Community Magazine

No Memories Here

By Survivingana @survivingana

I was looking for some music to play in the car and was going through my CD’s. I came across my Steve Curtis Chapman Beauty for Ashes one. Great I thought. Love his music – haven’t played in a long time. Then I remembered. I played it on loop for months when Sophie was so sick, during her hospitalisations. It got me through, focused me on God and his blessings, gave me comfort. I put the CD back, I just can’t. The memories and emotions it brings back cause too much pain still. I don’t want to be reminded.

For a similar reason I cannot put in Laura Story’s CD. It played during Mum’s death, funeral and the weeks of mourning just after.

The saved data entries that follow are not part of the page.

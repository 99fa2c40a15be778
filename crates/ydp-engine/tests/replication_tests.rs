//! Replication dispatcher over in-memory replica targets

mod common;

use common::{address, customer, single_platform, starter, Harness, FORENSIC};
use ydp_common::model::{ContainerKind, Ecosystem, MilestoneStrategy};
use ydp_engine::merge::MergeStore;
use ydp_engine::replication::{ReplicateOutcome, BATCH_IN_COLUMN, BATCH_OUT_COLUMN, OPEN_VERSION};
use ydp_engine::records::Value;
use ydp_engine::transformer::TransformerRegistry;
use ydp_engine::PipelineError;

const LIVE_CUSTOMERS: &str = "yellowlive_store1_customers";
const FORENSIC_CUSTOMERS: &str = "yellowforensic_store1_customers";
const FORENSIC_ADDRESSES: &str = "yellowforensic_store1_addresses";

/// Starter ecosystem whose Postgres group has a second replica
fn two_replicas() -> Ecosystem {
    let mut eco = starter();
    let group = eco
        .platform_service_provider
        .consumer_replica_groups
        .iter_mut()
        .find(|g| g.name == "Postgres")
        .unwrap();
    let mut second = group.data_containers[0].clone();
    second.name = "PostgresReplica2".to_string();
    group.data_containers.push(second);
    eco
}

fn ids(rows: &[ydp_engine::records::Row]) -> Vec<String> {
    let mut ids: Vec<String> = rows
        .iter()
        .filter_map(|r| r.get("id").and_then(Value::canonical))
        .collect();
    ids.sort();
    ids
}

#[tokio::test]
async fn test_unreachable_target_is_caught_up_next_trigger() {
    let h = Harness::new(two_replicas(), TransformerRegistry::new());
    let up = h.target("Postgres", "PostgresReplica");
    let down = h.target("Postgres", "PostgresReplica2");
    down.set_reachable(false);

    h.source.set_rows("Store1", "customers", vec![customer("1", "a@x.com")]);
    h.pipeline.fire("Store1").await.unwrap();

    let outcome = h.pipeline.replicate("Postgres").await.unwrap();
    assert!(outcome.report("PostgresReplica").unwrap().is_ok());
    let failed = outcome.report("PostgresReplica2").unwrap();
    match &failed.result {
        Err(PipelineError::ReplicationTargetUnavailable { group, target, .. }) => {
            assert_eq!(group, "Postgres");
            assert_eq!(target, "PostgresReplica2");
        },
        other => panic!("expected unavailable target, got {:?}", other),
    }
    assert_eq!(up.stored_watermark(LIVE_CUSTOMERS), 1);
    assert_eq!(down.stored_watermark(LIVE_CUSTOMERS), 0);

    h.source.set_rows(
        "Store1",
        "customers",
        vec![customer("1", "b@x.com"), customer("2", "c@x.com")],
    );
    h.pipeline.fire("Store1").await.unwrap();

    down.set_reachable(true);
    let outcome = h.pipeline.replicate("Postgres").await.unwrap();
    assert!(outcome.reports().iter().all(|r| r.is_ok()));

    for target in [&up, &down] {
        assert_eq!(target.stored_watermark(LIVE_CUSTOMERS), 2);
        assert_eq!(target.stored_watermark(FORENSIC_CUSTOMERS), 2);
        assert_eq!(ids(&target.rows(LIVE_CUSTOMERS)), vec!["1", "2"]);
        assert_eq!(target.rows(FORENSIC_CUSTOMERS).len(), 3);
    }
    assert_eq!(up.rows(FORENSIC_CUSTOMERS), down.rows(FORENSIC_CUSTOMERS));
}

#[tokio::test]
async fn test_forensic_replica_mirrors_merge_history() {
    let h = Harness::starter();
    let replica = h.target("SQLServer", "SQLServer");

    for email in ["a@x.com", "b@x.com", "c@x.com"] {
        h.source.set_rows("Store1", "customers", vec![customer("1", email)]);
        h.pipeline.fire("Store1").await.unwrap();
    }
    h.pipeline.replicate("SQLServer").await.unwrap();

    let mut stored: Vec<(i64, i64)> = replica
        .rows(FORENSIC_CUSTOMERS)
        .iter()
        .map(|r| {
            let batch = |c: &str| match r.get(c) {
                Some(Value::Int(b)) => *b,
                other => panic!("{} not an integer: {:?}", c, other),
            };
            (batch(BATCH_IN_COLUMN), batch(BATCH_OUT_COLUMN))
        })
        .collect();
    stored.sort();
    assert_eq!(stored, vec![(1, 2), (2, 3), (3, OPEN_VERSION)]);

    let merged = h.versions(FORENSIC, "customers").await;
    assert_eq!(merged.len(), stored.len());
}

#[tokio::test]
async fn test_crash_mid_apply_replays_without_duplicates() {
    let h = Harness::starter();
    let replica = h.target("Postgres", "PostgresReplica");

    h.source.set_rows("Store1", "customers", vec![customer("1", "a@x.com")]);
    h.source.set_rows(
        "Store1",
        "addresses",
        vec![address("10", "1", "Springfield"), address("11", "1", "Shelbyville")],
    );
    h.pipeline.fire("Store1").await.unwrap();

    // First view in table order is the forensic addresses table
    replica.crash_after(1);
    let crashed = h.pipeline.replicate("Postgres").await.unwrap();
    assert!(!crashed.report("PostgresReplica").unwrap().is_ok());
    assert_eq!(replica.stored_watermark(FORENSIC_ADDRESSES), 0);
    assert!(replica.rows(FORENSIC_ADDRESSES).is_empty());

    let replayed = h.pipeline.replicate("Postgres").await.unwrap();
    assert!(replayed.report("PostgresReplica").unwrap().is_ok());
    assert_eq!(replica.stored_watermark(FORENSIC_ADDRESSES), 1);
    assert_eq!(ids(&replica.rows(FORENSIC_ADDRESSES)), vec!["10", "11"]);

    // Nothing new: a further cycle changes nothing
    let idle = h.pipeline.replicate("Postgres").await.unwrap();
    let views = idle.report("PostgresReplica").unwrap().result.as_ref().unwrap();
    assert!(views.iter().all(|v| v.applied == 0 && v.from == v.to));
    assert_eq!(replica.rows(FORENSIC_ADDRESSES).len(), 2);
}

#[tokio::test]
async fn test_watermark_never_decreases() {
    let h = Harness::starter();
    let replica = h.target("Postgres", "PostgresReplica");
    let mut seen = 0;

    for (n, email) in ["a@x.com", "a@x.com", "b@x.com", "b@x.com"].iter().enumerate() {
        h.source.set_rows("Store1", "customers", vec![customer("1", email)]);
        h.pipeline.fire("Store1").await.unwrap();
        if n == 1 {
            replica.set_reachable(false);
        }
        h.pipeline.replicate("Postgres").await.unwrap();
        replica.set_reachable(true);

        let watermark = replica.stored_watermark(LIVE_CUSTOMERS);
        assert!(watermark >= seen, "watermark went from {} to {}", seen, watermark);
        seen = watermark;
    }
    assert_eq!(seen, 4);

    // Batches 2 and 4 changed nothing, yet the watermark reached 4
    let live = h
        .store
        .changes_since("YellowLive", "Store1", "customers", 0, 4)
        .await
        .unwrap();
    assert_eq!(live.len(), 2);
}

#[tokio::test]
async fn test_group_serves_only_its_workspaces_views() {
    let h = Harness::starter();
    h.source.set_rows("Store1", "customers", vec![customer("1", "a@x.com")]);
    h.pipeline.fire("Store1").await.unwrap();

    let outcome = h.pipeline.replicate("Postgres").await.unwrap();
    let views = outcome.report("PostgresReplica").unwrap().result.as_ref().unwrap();
    let mut tables: Vec<&str> = views.iter().map(|v| v.table.as_str()).collect();
    tables.sort();
    assert_eq!(
        tables,
        vec![
            "yellowforensic_store1_addresses",
            "yellowforensic_store1_customers",
            "yellowlive_maskedcustomers_customers",
            "yellowlive_store1_addresses",
            "yellowlive_store1_customers",
        ]
    );

    // The transformer output has not produced a batch yet
    let masked = views
        .iter()
        .find(|v| v.table == "yellowlive_maskedcustomers_customers")
        .unwrap();
    assert_eq!((masked.from, masked.to), (0, 0));
}

#[tokio::test]
async fn test_unsatisfiable_binding_is_skipped_not_fatal() {
    let h = Harness::new(single_platform(MilestoneStrategy::LiveOnly), TransformerRegistry::new());
    let problems = h.pipeline.validate();
    assert!(problems
        .iter()
        .any(|p| matches!(p, PipelineError::NoCompatiblePlatform { group, .. } if group == "ForensicDSG")));

    h.source.set_rows("Store1", "customers", vec![customer("1", "a@x.com")]);
    h.pipeline.fire("Store1").await.unwrap();
    let outcome = h.pipeline.replicate("SQLServer").await.unwrap();
    let views = outcome.report("SQLServer").unwrap().result.as_ref().unwrap();
    assert!(views.iter().all(|v| v.table.starts_with("yellowlive_")));
}

#[tokio::test]
async fn test_unknown_group_rejected_and_empty_store_is_noop() {
    let h = Harness::starter();
    assert!(matches!(
        h.pipeline.replicate("NoSuchGroup").await,
        Err(PipelineError::Config(_))
    ));

    let outcome = h.pipeline.replicate("SQLServer").await.unwrap();
    assert!(matches!(outcome, ReplicateOutcome::Completed(_)));
    assert_eq!(h.target("SQLServer", "SQLServer").stored_watermark(LIVE_CUSTOMERS), 0);
}

#[tokio::test]
async fn test_unsupported_container_kind_is_a_validation_problem() {
    let mut eco = starter();
    eco.platform_service_provider.consumer_replica_groups[0].data_containers[0].kind = ContainerKind::Oracle;
    let h = Harness::new(eco, TransformerRegistry::new());

    let problems = h.pipeline.validate();
    assert!(problems
        .iter()
        .any(|p| p.kind() == "Config" && p.to_string().contains("oracle")));
}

I respond to music, smells and the feel of nature. These 3 things can instantly transport me to another time and place and invoke memories that are deep within – that I thought I had matured beyond and left behind. I have spent years recounting memories to psychologists and counsellors and grown in both depth and perception of myself, my family and my surrounds. But these 3 things can still evoke much. Have helped deepened depression and been the lifting of it.

I watch Sophie negotiate her new life. She is blossoming now school is back. But for her that are memories she won’t face or even acknowledge. Her dad, as you all know, as an issue that is not to be dealt with yet. Even she knows as some stage she will have to deal with it. The other issue she does not acknowledge at all. As far as she is concerned, she had anorexia but don’t you ever mention or tell her she did. She is so in denial it happened. She has buried it deep within – too much to deal with. You cannot remark, even subtly or casually, about anything back then. She denies all knowledge. She tells none of her new friends or those in her new life that she has had an eating disorder. I understand that. You don’t want people’s pity, segregation or labels. You want to start again. But it goes deeper for her. It is not just surface level protection in a new environment but a deep “I wasn’t there”.

One day sounds, smells, old friends – something – will bring it back. Anything repressed will always surface and demand attention. Unfortunately for those with eating disorders it often means a relapse and they can be of big proportions. She has too much buried still and when she is least expecting it will all clamour for attention and closure. I worry but it won’t be my call then. She is responsible for herself and solving it herself.

I envy all of you who can voice your eating disorder, put words to the pain, are able to express what it was like to live it and how you are recovering from it. As a lot of you know you didn’t want it or choose it, and the eating disorder does not define you. But you do realise that the eating disorder has made you what you are now, that it has a definite part of your life that you cannot cut out, but grow and move on from. My daughter figures if she doesn’t give it any airplay then it never happened. She denies that part it played in her life, why it was there, it’s purpose, and ultimately the changing of who she is now and where she heads.